Exercise:
What follows is a set of records; give them all back exactly.

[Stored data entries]
────────
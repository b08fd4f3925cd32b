// Copyright (c) 2025-2026 Adrian Robinson. Licensed under the AGPL-3.0.
// See LICENSE file in the project root for full license text.

//! Content-keyed string deduplication.
//!
//! Translation bundles repeat the same strings ("OK", "Cancel", "Settings")
//! across many keys and locales. Interning them through a [`StringPool`] makes
//! every occurrence share one `Arc<str>`.

use std::collections::{BTreeMap, HashMap};
use std::mem;
use std::sync::Arc;

use serde_json::{Map, Number, Value};

/// Interned strings with a use tick for recency trimming.
#[derive(Debug, Default)]
pub struct StringPool {
    entries: HashMap<Arc<str>, u64>,
    tick: u64,
    bytes: usize,
    dedup_hits: u64,
}

impl StringPool {
    #[must_use]
    pub fn new() -> Self {
        Self::default()
    }

    /// Return the pooled copy of `s`, adding it on first sight.
    pub fn intern(&mut self, s: &str) -> Arc<str> {
        self.tick += 1;
        let tick = self.tick;
        if let Some(existing) = self.entries.get_key_value(s).map(|(k, _)| Arc::clone(k)) {
            self.entries.insert(Arc::clone(&existing), tick);
            self.dedup_hits += 1;
            return existing;
        }
        let pooled: Arc<str> = Arc::from(s);
        self.bytes += pooled.len();
        self.entries.insert(Arc::clone(&pooled), tick);
        pooled
    }

    /// Keep only the most recently used `ratio` of strings.
    ///
    /// Returns bytes released.
    pub fn trim_to_recent(&mut self, ratio: f64) -> usize {
        let keep = (self.entries.len() as f64 * ratio.clamp(0.0, 1.0)) as usize;
        if keep >= self.entries.len() {
            return 0;
        }
        let mut by_recency: Vec<(Arc<str>, u64)> = self.entries.drain().collect();
        by_recency.sort_by(|a, b| b.1.cmp(&a.1));

        let before = self.bytes;
        let dropped = by_recency.split_off(keep);
        self.bytes -= dropped.iter().map(|(s, _)| s.len()).sum::<usize>();
        self.entries = by_recency.into_iter().collect();
        before - self.bytes
    }

    /// Drop every pooled string. Returns bytes released.
    pub fn clear(&mut self) -> usize {
        self.entries.clear();
        mem::take(&mut self.bytes)
    }

    #[must_use]
    pub fn len(&self) -> usize {
        self.entries.len()
    }

    #[must_use]
    pub fn is_empty(&self) -> bool {
        self.entries.is_empty()
    }

    #[must_use]
    pub fn bytes(&self) -> usize {
        self.bytes
    }

    #[must_use]
    pub fn dedup_hits(&self) -> u64 {
        self.dedup_hits
    }
}

/// A JSON payload whose strings (and object keys) live in a [`StringPool`].
#[derive(Debug, Clone, PartialEq)]
pub enum PooledValue {
    Null,
    Bool(bool),
    Number(Number),
    Text(Arc<str>),
    List(Vec<PooledValue>),
    Map(BTreeMap<Arc<str>, PooledValue>),
}

impl PooledValue {
    /// Rebuild the value, interning every string through `pool`.
    pub fn intern(value: &Value, pool: &mut StringPool) -> Self {
        match value {
            Value::Null => Self::Null,
            Value::Bool(b) => Self::Bool(*b),
            Value::Number(n) => Self::Number(n.clone()),
            Value::String(s) => Self::Text(pool.intern(s)),
            Value::Array(items) => Self::List(items.iter().map(|v| Self::intern(v, pool)).collect()),
            Value::Object(map) => Self::Map(
                map.iter()
                    .map(|(k, v)| (pool.intern(k), Self::intern(v, pool)))
                    .collect(),
            ),
        }
    }

    /// Owned JSON copy.
    #[must_use]
    pub fn to_value(&self) -> Value {
        match self {
            Self::Null => Value::Null,
            Self::Bool(b) => Value::Bool(*b),
            Self::Number(n) => Value::Number(n.clone()),
            Self::Text(s) => Value::String(s.to_string()),
            Self::List(items) => Value::Array(items.iter().map(Self::to_value).collect()),
            Self::Map(map) => Value::Object(
                map.iter()
                    .map(|(k, v)| (k.to_string(), v.to_value()))
                    .collect::<Map<_, _>>(),
            ),
        }
    }

    /// Structure bytes only; pooled string contents are shared and counted
    /// by the pool.
    #[must_use]
    pub fn approx_bytes(&self) -> usize {
        let own = mem::size_of::<Self>();
        match self {
            Self::List(items) => own + items.iter().map(Self::approx_bytes).sum::<usize>(),
            Self::Map(map) => {
                own + map
                    .values()
                    .map(|v| mem::size_of::<Arc<str>>() + v.approx_bytes())
                    .sum::<usize>()
            }
            _ => own,
        }
    }
}

#[cfg(test)]
mod tests {
    use super::*;
    use serde_json::json;

    #[test]
    fn test_intern_shares_allocation() {
        let mut pool = StringPool::new();
        let a = pool.intern("Cancel");
        let b = pool.intern("Cancel");

        assert!(Arc::ptr_eq(&a, &b));
        assert_eq!(pool.len(), 1);
        assert_eq!(pool.bytes(), 6);
        assert_eq!(pool.dedup_hits(), 1);
    }

    #[test]
    fn test_trim_keeps_most_recent() {
        let mut pool = StringPool::new();
        for word in ["one", "two", "three", "four"] {
            pool.intern(word);
        }
        // Touch "one" so it becomes the most recent
        pool.intern("one");

        let freed = pool.trim_to_recent(0.5);
        assert_eq!(pool.len(), 2);
        // "two" and "three" were least recently used
        assert_eq!(freed, 3 + 5);

        let again = pool.intern("one");
        assert_eq!(pool.dedup_hits(), 2);
        assert_eq!(&*again, "one");
    }

    #[test]
    fn test_clear_releases_everything() {
        let mut pool = StringPool::new();
        pool.intern("Play");
        pool.intern("Quit");
        assert_eq!(pool.clear(), 8);
        assert!(pool.is_empty());
        assert_eq!(pool.bytes(), 0);
    }

    #[test]
    fn test_pooled_value_roundtrip_and_sharing() {
        let mut pool = StringPool::new();
        let value = json!({
            "ok": "OK",
            "confirm": {"ok": "OK", "cancel": "Cancel"},
            "list": ["OK", 1, true, null]
        });

        let pooled = PooledValue::intern(&value, &mut pool);
        assert_eq!(pooled.to_value(), value);
        // "ok" key twice, "OK" text three times
        assert_eq!(pool.dedup_hits(), 3);
        assert!(pooled.approx_bytes() > 0);
    }
}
────────
Result of the task:
repository b08fd4f3925cd32b
// Copyright (c) 2025-2026 Adrian Robinson. Licensed under the AGPL-3.0.
// See LICENSE file in the project root for full license text.

//! Content-keyed string deduplication.
//!
//! Translation bundles repeat the same strings ("OK", "Cancel", "Settings")
//! across many keys and locales. Interning them through a [`StringPool`] makes
//! every occurrence share one `Arc<str>`.

use std::collections::{BTreeMap, HashMap};
use std::mem;
use std::sync::Arc;

use serde_json::{Map, Number, Value};

/// Interned strings with a use tick for recency trimming.
#[derive(Debug, Default)]
pub struct StringPool {
    entries: HashMap<Arc<str>, u64>,
    tick: u64,
    bytes: usize,
    dedup_hits: u64,
}

impl StringPool {
    #[must_use]
    pub fn new() -> Self {
        Self::default()
    }

    /// Return the pooled copy of `s`, adding it on first sight.
    pub fn intern(&mut self, s: &str) -> Arc<str> {
        self.tick += 1;
        let tick = self.tick;
        if let Some(existing) = self.entries.get_key_value(s).map(|(k, _)| Arc::clone(k)) {
            self.entries.insert(Arc::clone(&existing), tick);
            self.dedup_hits += 1;
            return existing;
        }
        let pooled: Arc<str> = Arc::from(s);
        self.bytes += pooled.len();
        self.entries.insert(Arc::clone(&pooled), tick);
        pooled
    }

    /// Keep only the most recently used `ratio` of strings.
    ///
    /// Returns bytes released.
    pub fn trim_to_recent(&mut self, ratio: f64) -> usize {
        let keep = (self.entries.len() as f64 * ratio.clamp(0.0, 1.0)) as usize;
        if keep >= self.entries.len() {
            return 0;
        }
        let mut by_recency: Vec<(Arc<str>, u64)> = self.entries.drain().collect();
        by_recency.sort_by(|a, b| b.1.cmp(&a.1));

        let before = self.bytes;
        let dropped = by_recency.split_off(keep);
        self.bytes -= dropped.iter().map(|(s, _)| s.len()).sum::<usize>();
        self.entries = by_recency.into_iter().collect();
        before - self.bytes
    }

    /// Drop every pooled string. Returns bytes released.
    pub fn clear(&mut self) -> usize {
        self.entries.clear();
        mem::take(&mut self.bytes)
    }

    #[must_use]
    pub fn len(&self) -> usize {
        self.entries.len()
    }

    #[must_use]
    pub fn is_empty(&self) -> bool {
        self.entries.is_empty()
    }

    #[must_use]
    pub fn bytes(&self) -> usize {
        self.bytes
    }

    #[must_use]
    pub fn dedup_hits(&self) -> u64 {
        self.dedup_hits
    }
}

/// A JSON payload whose strings (and object keys) live in a [`StringPool`].
#[derive(Debug, Clone, PartialEq)]
pub enum PooledValue {
    Null,
    Bool(bool),
    Number(Number),
    Text(Arc<str>),
    List(Vec<PooledValue>),
    Map(BTreeMap<Arc<str>, PooledValue>),
}

impl PooledValue {
    /// Rebuild the value, interning every string through `pool`.
    pub fn intern(value: &Value, pool: &mut StringPool) -> Self {
        match value {
            Value::Null => Self::Null,
            Value::Bool(b) => Self::Bool(*b),
            Value::Number(n) => Self::Number(n.clone()),
            Value::String(s) => Self::Text(pool.intern(s)),
            Value::Array(items) => Self::List(items.iter().map(|v| Self::intern(v, pool)).collect()),
            Value::Object(map) => Self::Map(
                map.iter()
                    .map(|(k, v)| (pool.intern(k), Self::intern(v, pool)))
                    .collect(),
            ),
        }
    }

    /// Owned JSON copy.
    #[must_use]
    pub fn to_value(&self) -> Value {
        match self {
            Self::Null => Value::Null,
            Self::Bool(b) => Value::Bool(*b),
            Self::Number(n) => Value::Number(n.clone()),
            Self::Text(s) => Value::String(s.to_string()),
            Self::List(items) => Value::Array(items.iter().map(Self::to_value).collect()),
            Self::Map(map) => Value::Object(
                map.iter()
                    .map(|(k, v)| (k.to_string(), v.to_value()))
                    .collect::<Map<_, _>>(),
            ),
        }
    }

    /// Structure bytes only; pooled string contents are shared and counted
    /// by the pool.
    #[must_use]
    pub fn approx_bytes(&self) -> usize {
        let own = mem::size_of::<Self>();
        match self {
            Self::List(items) => own + items.iter().map(Self::approx_bytes).sum::<usize>(),
            Self::Map(map) => {
                own + map
                    .values()
                    .map(|v| mem::size_of::<Arc<str>>() + v.approx_bytes())
                    .sum::<usize>()
            }
            _ => own,
        }
    }
}

#[cfg(test)]
mod tests {
    use super::*;
    use serde_json::json;

    #[test]
    fn test_intern_shares_allocation() {
        let mut pool = StringPool::new();
        let a = pool.intern("Cancel");
        let b = pool.intern("Cancel");

        assert!(Arc::ptr_eq(&a, &b));
        assert_eq!(pool.len(), 1);
        assert_eq!(pool.bytes(), 6);
        assert_eq!(pool.dedup_hits(), 1);
    }

    #[test]
    fn test_trim_keeps_most_recent() {
        let mut pool = StringPool::new();
        for word in ["one", "two", "three", "four"] {
            pool.intern(word);
        }
        // Touch "one" so it becomes the most recent
        pool.intern("one");

        let freed = pool.trim_to_recent(0.5);
        assert_eq!(pool.len(), 2);
        // "two" and "three" were least recently used
        assert_eq!(freed, 3 + 5);

        let again = pool.intern("one");
        assert_eq!(pool.dedup_hits(), 2);
        assert_eq!(&*again, "one");
    }

    #[test]
    fn test_clear_releases_everything() {
        let mut pool = StringPool::new();
        pool.intern("Play");
        pool.intern("Quit");
        assert_eq!(pool.clear(), 8);
        assert!(pool.is_empty());
        assert_eq!(pool.bytes(), 0);
    }

    #[test]
    fn test_pooled_value_roundtrip_and_sharing() {
        let mut pool = StringPool::new();
        let value = json!({
            "ok": "OK",
            "confirm": {"ok": "OK", "cancel": "Cancel"},
            "list": ["OK", 1, true, null]
        });

        let pooled = PooledValue::intern(&value, &mut pool);
        assert_eq!(pooled.to_value(), value);
        // "ok" key twice, "OK" text three times
        assert_eq!(pool.dedup_hits(), 3);
        assert!(pooled.approx_bytes() > 0);
    }
}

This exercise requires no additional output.